I was trained in the
operation of laser speed enforcement back in the very early 1990s,
radar in the late 1970s. As you can well imagine, my occupation
didn't make many friends!
I will tell you now,
from one who has many hundreds of hours of laser operation with the unit
mounted on a very sturdy tripod to ensure accuracy, that motorcycles were
the most difficult to target.
The ones that were
easier, of course, were the ones like Honda Gold Wings and full dresser
Harleys with fairings.
I could not believe
at times how difficult it was to measure motorcycle speed. Squeeze after
squeeze of the trigger got nothing but error beeps until the bikes were
about 50 to 100 metres away, as read on the law's distance screen. Remove
the fairings and things were even harder to measure. Some went past with no
hits at all!
Steve Bond's Suzuki
SV1000S, with its stealth fighter‑styled bodywork, would be virtually
impossible to pick off. (Paint it flat black and it would be invisible since
the infrared light won't reflect back!)
Now the officer
claims he got Bond at more than 400 metres away. Bulls‑t! I believe that
Bond was likely over the limit and not by much, as he claimed; that a large
car was closing in fast on him; that the cop read something at 400‑plus
metres.
Well, it wasn't the
bike considering the size of its frontal area and angular shapes compared to
how that vehicle behind was shaped. He got the car, satisfied himself that
someone on a crotch rocket was the culprit and stopped Bond.
I don't recall many
instances where we could measure a regular vehicle over 700 metres
away, even when it was alone on a quiet roadway.
So a bike at almost
half‑a‑kilometre away is impossible to register. I know. I was doing that
work for years!
This is one situation
where the use of old‑fashioned radar would have caught the right vehicle.
Radar flashes speeds
of anything downwind, both approaching and departing in the other direction.

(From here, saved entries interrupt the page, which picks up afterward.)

//! Clauses, aka. a collection of literals, interpreted as the disjunction of those literals.
//!
//! The canonical representation of a clause is as a vector of literals.
//!
//! ```rust
//! # use burrow_sat::structures::literal::{CLiteral, Literal};
//! # use burrow_sat::structures::clause::Clause;
//! let clause = vec![CLiteral::new(3, true), CLiteral::new(1, false), CLiteral::new(2, true)];
//!
//! assert_eq!(clause.size(), 3);
//! assert_eq!(clause.as_dimacs(true), "3 -1 2 0");
//! ```
//!
//! - The empty clause is always false (never true).
//! - Single literals are identified with the clause containing that literal (aka. a 'unit' clause).

use crate::structures::literal::CLiteral;

/// The canonical representation of a clause.
pub type CClause = Vec<CLiteral>;

/// The clause trait.
pub trait Clause {
    /// A string of the clause in DIMACS form, with the terminating `0` as optional.
    fn as_dimacs(&self, zero: bool) -> String;

    /// The number of literals in the clause.
    fn size(&self) -> usize;
}

impl Clause for [CLiteral] {
    fn as_dimacs(&self, zero: bool) -> String {
        let mut the_string = String::new();
        for literal in self {
            the_string.push_str(format!("{literal} ").as_str());
        }
        if zero {
            the_string += "0";
        } else {
            the_string.pop();
        }
        the_string
    }

    fn size(&self) -> usize {
        self.len()
    }
}

impl Clause for CClause {
    fn as_dimacs(&self, zero: bool) -> String {
        self.as_slice().as_dimacs(zero)
    }

    fn size(&self) -> usize {
        self.len()
    }
}
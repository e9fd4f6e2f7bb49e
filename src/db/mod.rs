//! Databases for holding information relevant to a solve.
//!
//! - [The clause database](crate::db::clause)
//!   + A collection of clauses, each indexed by a clause key. \
//!     From an external perspective there are two important kinds of clause:
//!     * Original clauses, added to the context by a client (directly, or through some encoding). \
//!       The collection of original clauses is the formula whose satisfiability may be determined.
//!     * Addition clauses, learnt during a solve. \
//!       Every addition clause is a consequence of the original clauses, and so may be kept between solves.
//! - [The atom database](crate::db::atom)
//!   + Properties of atoms: the valuation, decision levels, reasons, saved phases, and activity.
//!   + The [trail] of assignments.
//! - [Watch lists](crate::db::watches)
//!   + For each literal, the clauses watching the literal.

pub mod atom;
pub mod clause;
mod keys;
pub use keys::*;
pub mod trail;
pub mod watches;

/// The index of a decision level.
pub type LevelIndex = u32;
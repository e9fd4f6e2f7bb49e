use burrow_sat::{
    config::Config,
    context::Context,
    engine_version,
    reports::Report,
    structures::literal::Lit,
    types::err::{ErrorKind, StateError},
};

mod incremental {

    use super::*;

    #[test]
    fn constants_and_empty_assertions() {
        let mut the_context = Context::default();
        assert_eq!(the_context.solve(&[]), Ok(true));
        assert_eq!(the_context.solve(&[Lit::TRUE]), Ok(true));
        assert_eq!(the_context.solve(&[Lit::FALSE]), Ok(false));
        assert_eq!(the_context.solve(&[Lit::TRUE, Lit::FALSE]), Ok(false));

        assert!(the_context.assert_and(&[]).is_ok());
        assert_eq!(the_context.solve(&[]), Ok(true));

        assert!(the_context.assert_or(&[]).is_ok());
        assert_eq!(the_context.solve(&[]), Ok(false));
    }

    #[test]
    fn clauses_between_solves() {
        let mut the_context = Context::default();
        let [a, b, c, d] = [0; 4].map(|_| the_context.fresh_literal().unwrap());

        assert!(the_context.add_clause(&[a]).is_ok());
        assert!(the_context.add_clause(&[a, -b]).is_ok());
        assert!(the_context.add_clause(&[-a, b, c]).is_ok());
        assert!(the_context.add_clause(&[-a, b, c, -d]).is_ok());
        assert_eq!(the_context.solve(&[]), Ok(true));

        assert!(the_context.add_clause(&[a, -b, -c, d]).is_ok());
        assert_eq!(the_context.solve(&[]), Ok(true));

        assert_eq!(the_context.value(a), Ok(true));
        assert!(the_context.value(b).unwrap() || the_context.value(c).unwrap());
    }

    #[test]
    fn at_most_one_between_solves() {
        let mut the_context = Context::default();
        let [a, b, c] = [0; 3].map(|_| the_context.fresh_literal().unwrap());
        let _ = the_context.xnor(&[a, b, c]).unwrap();
        assert_eq!(the_context.solve(&[]), Ok(true));

        assert!(the_context.add_at_most_one(&[]).is_ok());
        assert_eq!(the_context.solve(&[]), Ok(true));

        assert!(the_context.add_at_most_one(&[a]).is_ok());
        assert_eq!(the_context.solve(&[]), Ok(true));
        assert_eq!(the_context.solve(&[a]), Ok(true));
        assert_eq!(the_context.solve(&[-a]), Ok(true));

        assert!(the_context.add_at_most_one(&[a, b]).is_ok());
        assert_eq!(the_context.solve(&[]), Ok(true));
        assert_eq!(the_context.solve(&[a]), Ok(true));
        assert_eq!(the_context.solve(&[-a, -b]), Ok(true));
        assert_eq!(the_context.solve(&[a, b]), Ok(false));
        assert_eq!(the_context.solve(&[b]), Ok(true));
    }

    #[test]
    fn literal_enumeration() {
        let mut the_context = Context::default();
        assert_eq!(the_context.literals().unwrap().len(), 1);

        let [a, b, c, d] = [0; 4].map(|_| the_context.fresh_literal().unwrap());
        assert_eq!(the_context.literals().unwrap().len(), 5);

        assert!(the_context.add_clause(&[a]).is_ok());
        assert!(the_context.add_clause(&[a, -b]).is_ok());
        assert!(the_context.add_clause(&[-a, b, c]).is_ok());
        assert!(the_context.add_clause(&[-a, b, c, -d]).is_ok());
        assert_eq!(the_context.solve(&[]), Ok(true));
        assert!(the_context.add_clause(&[a, -b, -c, d]).is_ok());
        assert_eq!(the_context.solve(&[]), Ok(true));

        let literals = the_context.literals().unwrap();
        assert_eq!(literals.len(), 5);
        assert_eq!(
            literals.clone().collect::<Vec<_>>(),
            vec![Lit::TRUE, a, b, c, d]
        );
        for literal in literals {
            assert!(the_context.value(literal).is_ok());
        }
    }

    #[test]
    fn repeated_solves_agree() {
        let mut the_context = Context::default();
        let lits = the_context.fresh_literals(6).unwrap();
        for window in lits.windows(3) {
            assert!(the_context.add_clause(&[-window[0], window[1], -window[2]]).is_ok());
            assert!(the_context.add_clause(&[window[0], -window[1], window[2]]).is_ok());
        }

        let first = the_context.solve(&[lits[0], -lits[5]]);
        for _ in 0..4 {
            assert_eq!(the_context.solve(&[lits[0], -lits[5]]), first);
        }
    }

    #[test]
    fn learnt_clauses_persist() {
        let mut the_context = Context::default();
        let lits = the_context.fresh_literals(3).unwrap();
        for (i, j) in [(0, 1), (1, 2), (0, 2)] {
            assert!(the_context.add_clause(&[lits[i], lits[j]]).is_ok());
            assert!(the_context.add_clause(&[-lits[i], -lits[j]]).is_ok());
        }

        assert_eq!(the_context.solve(&[]), Ok(false));
        assert!(the_context.counters().total_conflicts > 0);
        assert_eq!(the_context.solve(&[]), Ok(false));
    }

    #[test]
    fn conflict_limit_interrupts() {
        let mut config = Config::default();
        config.conflict_limit.value = 1;
        let mut the_context = Context::from_config(config);

        // Pigeonhole: four pigeons, three holes.
        let holes = 3;
        let pigeons = (0..holes + 1)
            .map(|_| the_context.fresh_literals(holes).unwrap())
            .collect::<Vec<_>>();
        for pigeon in &pigeons {
            assert!(the_context.add_clause(pigeon).is_ok());
        }
        for hole in 0..holes {
            let column = pigeons.iter().map(|pigeon| pigeon[hole]).collect::<Vec<_>>();
            assert!(the_context.add_at_most_one(&column).is_ok());
        }

        assert!(the_context.solve(&[]).is_err());
        assert!(!the_context.is_inconsistent());
        assert!(the_context.value(pigeons[0][0]).is_err());
    }

    #[test]
    fn time_limit_interrupts() {
        let mut config = Config::default();
        config.time_limit.value = std::time::Duration::from_nanos(1);
        let mut the_context = Context::from_config(config);

        // Pigeonhole: ten pigeons, nine holes.
        let holes = 9;
        let pigeons = (0..holes + 1)
            .map(|_| the_context.fresh_literals(holes).unwrap())
            .collect::<Vec<_>>();
        for pigeon in &pigeons {
            assert!(the_context.add_clause(pigeon).is_ok());
        }
        for hole in 0..holes {
            let column = pigeons.iter().map(|pigeon| pigeon[hole]).collect::<Vec<_>>();
            assert!(the_context.add_at_most_one(&column).is_ok());
        }

        assert_eq!(the_context.solve(&[]), Err(ErrorKind::Interrupted));
        assert_eq!(the_context.solve_given(&[]), Ok(Report::Unknown));
        assert!(!the_context.is_inconsistent());
        assert_eq!(
            the_context.value(pigeons[0][0]),
            Err(ErrorKind::State(StateError::NoModel))
        );
    }

    #[test]
    fn terminate_callback() {
        let mut the_context = Context::default();
        let p = the_context.fresh_literal().unwrap();
        the_context.set_callback_terminate(Box::new(|| true));

        assert!(the_context.solve(&[]).is_err());
        assert!(the_context.value(p).is_err());

        the_context.clear_callback_terminate();
        assert_eq!(the_context.solve(&[p]), Ok(true));
    }

    #[test]
    fn version() {
        assert!(!engine_version().is_empty());
        assert!(engine_version().starts_with("burrow_sat"));
    }
}
//! Determines the satisfiability of the formula in a context, under some assumptions.
//!
//! # Overview
//!
//! Solving follows the conflict-driven clause-learning algorithm:
//!
//! ```none
//!           +---------------------------+
//!   +-------| assume, or make_decision  |
//!   |       +---------------------------+
//!   |               ⌃
//!   |               | if there is no conflict, and the valuation is partial
//!   |               |
//!   |               |              +-----> satisfiable, if the valuation is complete
//!   ⌄   +--------------------+     |
//! --+-->|     propagate      |-----+
//!   ⌃   +--------------------+     |
//!   |               |              +-----> unsatisfiable, on a conflict at level zero, or a false assumption
//!   |               |
//!   |               | on a conflict, analyse and learn a clause
//!   |               ⌄
//!   |           +----------+
//!   +-----------| backjump |
//!               +----------+
//! ```
//!
//! Around this loop:
//! - On each iteration the [terminate callback](crate::context::callbacks) and the time limit are checked, and a solve which is stopped reports [Unknown](Report::Unknown).
//! - After each conflict the conflict limit is checked, and a restart (with a reduction of learnt clauses) is made if due.
//!
//! At the end of a solve, every level above zero is cleared.
//! So, the permanent state of the context is the formula, any clauses learnt, and any assignments made on level zero.
//!
//! # Results
//!
//! - A satisfiable solve stores a snapshot of the valuation, available through [value](GenericContext::value) until the formula is revised.
//! - An unsatisfiable solve notes the [failed assumptions](GenericContext::failed_assumptions), if any.
//!   If the conflict did not depend on any assumption, the formula is noted as inconsistent, and each later solve is unsatisfiable without search.
//!
//! # Example
//!
//! ```rust
//! # use burrow_sat::context::Context;
//! # use burrow_sat::reports::Report;
//! let mut the_context = Context::default();
//! let p = the_context.fresh_literal().unwrap();
//! let q = the_context.fresh_literal().unwrap();
//!
//! assert!(the_context.add_clause(&[-p, q]).is_ok());
//! assert!(the_context.add_clause(&[p, -q]).is_ok());
//!
//! assert_eq!(the_context.solve_given(&[p]), Ok(Report::Satisfiable));
//! assert_eq!(the_context.value(q), Ok(true));
//!
//! assert_eq!(the_context.solve_given(&[p, -q]), Ok(Report::Unsatisfiable));
//! assert_eq!(the_context.failed_assumptions().unwrap().len(), 2);
//!
//! assert_eq!(the_context.solve_given(&[]), Ok(Report::Satisfiable));
//! ```
//!
//! # Literature
//!
//! The loop follows [An Extensible SAT-solver](https://doi.org/10.1007/978-3-540-24605-3_37), including the treatment of assumptions.

use crate::{
    context::{ContextState, GenericContext},
    db::clause::ClauseSource,
    misc::log::targets::{self},
    procedures::{analysis::Learnt, decision::DecisionOk},
    reports::Report,
    structures::literal::{CLiteral, Lit},
    types::err::{BCPError, ErrorKind},
};

impl<R: rand::Rng + std::default::Default> GenericContext<R> {
    /// Determines the satisfiability of the formula, with each of `assumptions` made for this solve only.
    ///
    /// Ok(true) if satisfiable, and Ok(false) if unsatisfiable.
    /// A solve stopped by a callback or limit is an [Interrupted](ErrorKind::Interrupted) error.
    pub fn solve(&mut self, assumptions: &[Lit]) -> Result<bool, ErrorKind> {
        match self.solve_given(assumptions)? {
            Report::Satisfiable => Ok(true),
            Report::Unsatisfiable => Ok(false),
            Report::Unknown => Err(ErrorKind::Interrupted),
        }
    }

    /// Determines the satisfiability of the formula, with each of `assumptions` made for this solve only, as a [Report].
    pub fn solve_given(&mut self, assumptions: &[Lit]) -> Result<Report, ErrorKind> {
        self.ensure_usable()?;
        let assumptions = self.canonical_literals(assumptions)?;

        self.model = None;
        self.failed_assumptions.clear();
        self.counters.solves += 1;
        self.counters.solve_conflicts = 0;

        log::debug!(target: targets::CONTEXT, "Solve {} of context {} with {} assumptions", self.counters.solves, self.tag, assumptions.len());

        if self.inconsistent {
            self.state = ContextState::Unsatisfiable;
            return Ok(Report::Unsatisfiable);
        }

        self.state = ContextState::Solving;
        self.clear_decisions();
        self.resolution_buffer.refresh(self.atom_db.count());

        let result = self.search(&assumptions);
        self.clear_decisions();

        match result {
            Ok(state) => {
                self.state = state;
                log::debug!(target: targets::CONTEXT, "Solve {}: {}", self.counters.solves, self.state);
                Ok(self.report())
            }
            Err(e) => {
                self.state = ContextState::Unknown;
                self.note_error(&e);
                Err(e)
            }
        }
    }

    /// The CDCL loop, returning the state a context should take on completion.
    fn search(&mut self, assumptions: &[CLiteral]) -> Result<ContextState, ErrorKind> {
        let total_time = std::time::Instant::now();

        loop {
            self.counters.total_iterations += 1;
            self.counters.time = total_time.elapsed();

            if self.check_callback_terminate() || self.time_limit_interrupt() {
                log::info!(target: targets::CONTEXT, "Solve stopped after {:?}", self.counters.time);
                return Ok(ContextState::Unknown);
            }

            match self.propagate() {
                Ok(()) => {}

                Err(BCPError::Conflict(key)) => {
                    self.counters.total_conflicts += 1;
                    self.counters.solve_conflicts += 1;
                    self.counters.fresh_conflicts += 1;

                    if self.atom_db.level() == 0 {
                        log::info!(target: targets::CONTEXT, "Conflict on level zero, context {} is inconsistent", self.tag);
                        self.inconsistent = true;
                        return Ok(ContextState::Unsatisfiable);
                    }

                    let learnt = self.conflict_analysis(key)?;
                    self.backjump(learnt.level);
                    self.assert_learnt(learnt)?;

                    self.atom_db.exponent_activity();
                    self.clause_db.exponent_activity();

                    if self.conflict_limit_interrupt() {
                        log::info!(target: targets::CONTEXT, "Conflict limit reached");
                        return Ok(ContextState::Unknown);
                    }

                    if self.config.restart.value && self.luby_fresh_conflict_interrupt() {
                        self.restart();
                    }

                    continue;
                }

                Err(e) => return Err(e.into()),
            }

            // Assumptions, each on a level matching its index.
            let mut decision = None;
            while let Some(assumption) = assumptions.get(self.atom_db.level() as usize) {
                match self.atom_db.value_of_literal(assumption) {
                    Some(true) => self.atom_db.open_level(),
                    Some(false) => {
                        self.analyze_final(*assumption);
                        return Ok(ContextState::Unsatisfiable);
                    }
                    None => {
                        decision = Some(*assumption);
                        break;
                    }
                }
            }

            let decision = match decision {
                Some(assumption) => assumption,
                None => match self.make_decision() {
                    DecisionOk::Literal(literal) => literal,
                    DecisionOk::Exhausted => {
                        self.model = Some(
                            self.atom_db
                                .valuation_canonical()
                                .iter()
                                .map(|value| value.unwrap_or(false))
                                .collect(),
                        );
                        return Ok(ContextState::Satisfiable);
                    }
                },
            };

            self.atom_db.open_level();
            self.atom_db.assign(decision, None);
        }
    }

    /// Stores a learnt clause, and asserts its first literal.
    ///
    /// A unit clause is asserted without being stored.
    fn assert_learnt(&mut self, learnt: Learnt) -> Result<(), ErrorKind> {
        let asserted = learnt.clause[0];
        match learnt.clause.len() {
            1 => {
                self.atom_db.assign(asserted, None);
            }
            _ => {
                let key = self.clause_db.store(
                    learnt.clause,
                    ClauseSource::Addition,
                    learnt.lbd,
                    &mut self.watches,
                )?;
                self.atom_db.assign(asserted, Some(key));
            }
        }
        Ok(())
    }
}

By watching the traffic in the area, how the vehicles compare to each other
in traffic (who's making the moves to pass, who's apparently going faster),
the readout would have likely shown, in Bond's instance, 120 km/h, 90,
120, 91, 120, 87 ‑you get my drift.
He'd have seen the
car gaining fast on Bond, stepped out slowing both of them down, then
flagged over the car. Laser doesn't offer this type of discretion.
Looking through the
sight where you place the super‑imposed red dot on the object and squeezing
the trigger, there's no way to easily see who's making the moves as they
approach.
See 120 km/h ‑ ahh, a
motorcycle, and it gets pulled over and charged with speeding.
Could Bond have won
his case? His word against a cop who may have several hundred hours of
operation of radar and laser equipment?
That's a hard nut to
crack unless there was a credible witness to state that the car behind vas
closing in fast. I hope Bond got a break on the ticket.
I hope this letter
helps provide a better understanding, from the dark‑side's view at least.
Equipment is only as
good as the operator ‑ be that a ditch digger, crane operator or traffic
speed enforcement officer.
Name and address
supplied, but withheld on request.
Write to Yourview,
Wheels, Toronto Star, One Yonge St., Toronto Ont. M5E1E6 or send e‑mail to
wheels@thestar.ca. Please include your name, address and daytime telephone
number.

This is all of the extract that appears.